General considerations
Patellar fractures are some of the most difficult fractures to treat. The surgeon will often underestimate the complexity of the injury and will therefore not be prepared for a very challenging osteosynthesis. The articular injury is usually much more severe than predicted from the radiographs. In addition, multiple small articular fragments may be difficult to bring together. Patellar fractures are important for two reasons: 

  1. they generally disrupt the extensor mechanism and
  2. they are associated with a significant articular injury to the patellofemoral joint


Clinical examination: straight leg raise test
Injury to the patella may disrupt the extensor apparatus of the knee and the patient may be unable to perform an active straight leg raise.
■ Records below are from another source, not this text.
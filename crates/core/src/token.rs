//! Tokens and the closed lexeme tag set.

use std::fmt;
use std::rc::Rc;

/// Syntactic category of a token.
#[derive(Debug, Clone, Copy, PartialEq, Eq, PartialOrd, Ord, Hash)]
pub enum Lexeme {
    /// Not really a lexeme; something the tokenizer could not classify.
    Invalid,
    // Single-character punctuation and operators.
    Assignment,
    BitwiseAnd,
    BitwiseNot,
    BitwiseOr,
    BitwiseXor,
    CloseAngle,
    CloseCurly,
    CloseParen,
    CloseSquare,
    Comma,
    Division,
    Dot,
    EndOfLine,
    LogicalNot,
    Minus,
    Modulo,
    OpenAngle,
    OpenCurly,
    OpenParen,
    OpenSquare,
    Plus,
    Query,
    Times,
    // Keywords, compound operators, and literals.
    Alias,
    AndAssignment,
    BinaryLiteral,
    BinaryPattern,
    Bind,
    Comment,
    DecimalLiteral,
    Decode,
    DivAssignment,
    DocEnd,
    DocStart,
    Encode,
    Equality,
    FloatLiteral,
    GreaterThanOrEqual,
    HexadecimalLiteral,
    HexadecimalPattern,
    Identifier,
    Import,
    Inequality,
    LeftShift,
    LessThanOrEqual,
    LogicalAnd,
    LogicalOr,
    LogicalXor,
    Match,
    MinusAssignment,
    Module,
    ModuloAssignment,
    Namespace,
    OctalLiteral,
    OctalPattern,
    OrAssignment,
    Pattern,
    PlusAssignment,
    RightShift,
    Storage,
    StringLiteral,
    TimesAssignment,
    Validate,
    XorAssignment,
}

impl Lexeme {
    /// Stable name used in serialized code snippets.
    pub fn name(self) -> &'static str {
        match self {
            Lexeme::Invalid => "<INVALID>",
            Lexeme::Assignment => "Assignment",
            Lexeme::BitwiseAnd => "BitwiseAnd",
            Lexeme::BitwiseNot => "BitwiseNot",
            Lexeme::BitwiseOr => "BitwiseOr",
            Lexeme::BitwiseXor => "BitwiseXor",
            Lexeme::CloseAngle => "CloseAngle",
            Lexeme::CloseCurly => "CloseCurly",
            Lexeme::CloseParen => "CloseParen",
            Lexeme::CloseSquare => "CloseSquare",
            Lexeme::Comma => "Comma",
            Lexeme::Division => "Division",
            Lexeme::Dot => "Dot",
            Lexeme::EndOfLine => "EndOfLine",
            Lexeme::LogicalNot => "LogicalNot",
            Lexeme::Minus => "Minus",
            Lexeme::Modulo => "Modulo",
            Lexeme::OpenAngle => "OpenAngle",
            Lexeme::OpenCurly => "OpenCurly",
            Lexeme::OpenParen => "OpenParen",
            Lexeme::OpenSquare => "OpenSquare",
            Lexeme::Plus => "Plus",
            Lexeme::Query => "Query",
            Lexeme::Times => "Times",
            Lexeme::Alias => "Alias",
            Lexeme::AndAssignment => "AndAssignment",
            Lexeme::BinaryLiteral => "BinaryLiteral",
            Lexeme::BinaryPattern => "BinaryPattern",
            Lexeme::Bind => "Bind",
            Lexeme::Comment => "Comment",
            Lexeme::DecimalLiteral => "DecimalLiteral",
            Lexeme::Decode => "Decode",
            Lexeme::DivAssignment => "DivAssignment",
            Lexeme::DocEnd => "DocEnd",
            Lexeme::DocStart => "DocStart",
            Lexeme::Encode => "Encode",
            Lexeme::Equality => "Equality",
            Lexeme::FloatLiteral => "FloatLiteral",
            Lexeme::GreaterThanOrEqual => "GreaterThanOrEqual",
            Lexeme::HexadecimalLiteral => "HexadecimalLiteral",
            Lexeme::HexadecimalPattern => "HexadecimalPattern",
            Lexeme::Identifier => "Identifier",
            Lexeme::Import => "Import",
            Lexeme::Inequality => "Inequality",
            Lexeme::LeftShift => "LeftShift",
            Lexeme::LessThanOrEqual => "LessThanOrEqual",
            Lexeme::LogicalAnd => "LogicalAnd",
            Lexeme::LogicalOr => "LogicalOr",
            Lexeme::LogicalXor => "LogicalXor",
            Lexeme::Match => "Match",
            Lexeme::MinusAssignment => "MinusAssignment",
            Lexeme::Module => "Module",
            Lexeme::ModuloAssignment => "ModuloAssignment",
            Lexeme::Namespace => "Namespace",
            Lexeme::OctalLiteral => "OctalLiteral",
            Lexeme::OctalPattern => "OctalPattern",
            Lexeme::OrAssignment => "OrAssignment",
            Lexeme::Pattern => "Pattern",
            Lexeme::PlusAssignment => "PlusAssignment",
            Lexeme::RightShift => "RightShift",
            Lexeme::Storage => "Storage",
            Lexeme::StringLiteral => "StringLiteral",
            Lexeme::TimesAssignment => "TimesAssignment",
            Lexeme::Validate => "Validate",
            Lexeme::XorAssignment => "XorAssignment",
        }
    }

    /// True for numeric literal lexemes. Wildcard pattern lexemes count
    /// only when `pattern` is set.
    pub fn is_numeric(self, pattern: bool) -> bool {
        match self {
            Lexeme::OctalPattern | Lexeme::BinaryPattern | Lexeme::HexadecimalPattern => pattern,
            Lexeme::FloatLiteral
            | Lexeme::OctalLiteral
            | Lexeme::BinaryLiteral
            | Lexeme::DecimalLiteral
            | Lexeme::HexadecimalLiteral => true,
            _ => false,
        }
    }

    /// True for lexemes that may appear as operators inside s-expressions.
    pub fn is_operator(self) -> bool {
        matches!(
            self,
            Lexeme::Assignment
                | Lexeme::BitwiseAnd
                | Lexeme::BitwiseNot
                | Lexeme::BitwiseOr
                | Lexeme::BitwiseXor
                | Lexeme::CloseAngle
                | Lexeme::Division
                | Lexeme::LogicalNot
                | Lexeme::Minus
                | Lexeme::Modulo
                | Lexeme::OpenAngle
                | Lexeme::Plus
                | Lexeme::Times
                | Lexeme::AndAssignment
                | Lexeme::DivAssignment
                | Lexeme::Equality
                | Lexeme::GreaterThanOrEqual
                | Lexeme::Identifier
                | Lexeme::Inequality
                | Lexeme::LeftShift
                | Lexeme::LessThanOrEqual
                | Lexeme::LogicalAnd
                | Lexeme::LogicalOr
                | Lexeme::LogicalXor
                | Lexeme::MinusAssignment
                | Lexeme::ModuloAssignment
                | Lexeme::OrAssignment
                | Lexeme::PlusAssignment
                | Lexeme::RightShift
                | Lexeme::TimesAssignment
                | Lexeme::XorAssignment
        )
    }
}

/// Keyword and operator table. Anything the tokenizer scans as a keyword,
/// section label, or operator run is looked up here; misses are `Invalid`.
pub fn keyword(text: &str) -> Option<Lexeme> {
    let lexeme = match text {
        "@alias" => Lexeme::Alias,
        "&=" => Lexeme::AndAssignment,
        "=" => Lexeme::Assignment,
        "=>" => Lexeme::Bind,
        "&" => Lexeme::BitwiseAnd,
        "~" => Lexeme::BitwiseNot,
        "|" => Lexeme::BitwiseOr,
        "^" => Lexeme::BitwiseXor,
        "decode:" => Lexeme::Decode,
        "/=" => Lexeme::DivAssignment,
        "/" => Lexeme::Division,
        "encode:" => Lexeme::Encode,
        "==" => Lexeme::Equality,
        ">" => Lexeme::CloseAngle,
        ">=" => Lexeme::GreaterThanOrEqual,
        "@import" => Lexeme::Import,
        "!=" => Lexeme::Inequality,
        "<<" => Lexeme::LeftShift,
        "<" => Lexeme::OpenAngle,
        "<=" => Lexeme::LessThanOrEqual,
        "&&" => Lexeme::LogicalAnd,
        "!" => Lexeme::LogicalNot,
        "||" => Lexeme::LogicalOr,
        "^^" => Lexeme::LogicalXor,
        "@match" => Lexeme::Match,
        "-" => Lexeme::Minus,
        "-=" => Lexeme::MinusAssignment,
        "@module" => Lexeme::Module,
        "%" => Lexeme::Modulo,
        "%=" => Lexeme::ModuloAssignment,
        "@namespace" => Lexeme::Namespace,
        "|=" => Lexeme::OrAssignment,
        "pattern:" => Lexeme::Pattern,
        "+" => Lexeme::Plus,
        "+=" => Lexeme::PlusAssignment,
        ">>" => Lexeme::RightShift,
        "storage:" => Lexeme::Storage,
        "*" => Lexeme::Times,
        "*=" => Lexeme::TimesAssignment,
        "validate:" => Lexeme::Validate,
        "^=" => Lexeme::XorAssignment,
        _ => return None,
    };
    Some(lexeme)
}

/// One token of source text.
///
/// The file name and the full source line are shared between every token
/// of the same line so diagnostics can reproduce the line without holding
/// the whole file.
#[derive(Debug, Clone)]
pub struct Token {
    text: String,
    file: Rc<String>,
    line: Rc<String>,
    number: u32,
    column: u32,
    lexeme: Lexeme,
}

impl Token {
    pub fn new(
        text: String,
        file: Rc<String>,
        line: Rc<String>,
        number: u32,
        column: u32,
        lexeme: Lexeme,
    ) -> Self {
        Token {
            text,
            file,
            line,
            number,
            column,
            lexeme,
        }
    }

    pub fn text(&self) -> &str {
        &self.text
    }

    pub fn file_name(&self) -> &str {
        &self.file
    }

    /// Full text of the line this token came from.
    pub fn full_line(&self) -> &str {
        &self.line
    }

    /// 1-based line number.
    pub fn line_number(&self) -> u32 {
        self.number
    }

    /// 0-based column of the first character.
    pub fn column_number(&self) -> u32 {
        self.column
    }

    pub fn lexeme(&self) -> Lexeme {
        self.lexeme
    }

    pub fn is(&self, lexeme: Lexeme) -> bool {
        self.lexeme == lexeme
    }
}

impl fmt::Display for Token {
    fn fmt(&self, f: &mut fmt::Formatter<'_>) -> fmt::Result {
        f.write_str(&self.text)
    }
}

#[cfg(test)]
mod tests {
    use super::*;

    #[test]
    fn keyword_table_covers_sections_and_operators() {
        assert_eq!(keyword("@namespace"), Some(Lexeme::Namespace));
        assert_eq!(keyword("@module"), Some(Lexeme::Module));
        assert_eq!(keyword("@import"), Some(Lexeme::Import));
        assert_eq!(keyword("@alias"), Some(Lexeme::Alias));
        assert_eq!(keyword("@match"), Some(Lexeme::Match));
        assert_eq!(keyword("pattern:"), Some(Lexeme::Pattern));
        assert_eq!(keyword("storage:"), Some(Lexeme::Storage));
        assert_eq!(keyword("encode:"), Some(Lexeme::Encode));
        assert_eq!(keyword("decode:"), Some(Lexeme::Decode));
        assert_eq!(keyword("validate:"), Some(Lexeme::Validate));
        assert_eq!(keyword("=>"), Some(Lexeme::Bind));
        assert_eq!(keyword("^^"), Some(Lexeme::LogicalXor));
        assert_eq!(keyword("+="), Some(Lexeme::PlusAssignment));
        assert_eq!(keyword("not-a-keyword"), None);
    }

    #[test]
    fn numeric_predicate_gates_patterns() {
        assert!(Lexeme::DecimalLiteral.is_numeric(false));
        assert!(Lexeme::FloatLiteral.is_numeric(false));
        assert!(!Lexeme::BinaryPattern.is_numeric(false));
        assert!(Lexeme::BinaryPattern.is_numeric(true));
        assert!(!Lexeme::Identifier.is_numeric(true));
    }

    #[test]
    fn operator_predicate() {
        assert!(Lexeme::Plus.is_operator());
        assert!(Lexeme::LeftShift.is_operator());
        assert!(Lexeme::Identifier.is_operator());
        assert!(!Lexeme::OpenParen.is_operator());
        assert!(!Lexeme::Pattern.is_operator());
    }
}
Untreated, displaced patellar fractures may lead to marked difficulty with normal gait. If there is clinical uncertainly about the correct diagnosis of disruption of the extensor apparatus of the knee, an ultrasound scan, or MRI, of the extensor apparatus, including the quadriceps tendon and patellar tendon should be obtained, in order to elucidate the correct diagnosis.

Extraarticular avulsion fracture 

Extraarticular avulsion fractures generally occur in adolescents, or young adults. They may be due to hyperflexion of the knee.

These are classified by AO/OTA as 34A1.

Occasionally a thin shell of bone may be avulsed from the distal patella together with the patellar tendon (“sleeve” fracture). This may be subtle on the radiographs. A clue to the injury may be found by detection of a high-riding patella (see Insall-Salvati index ).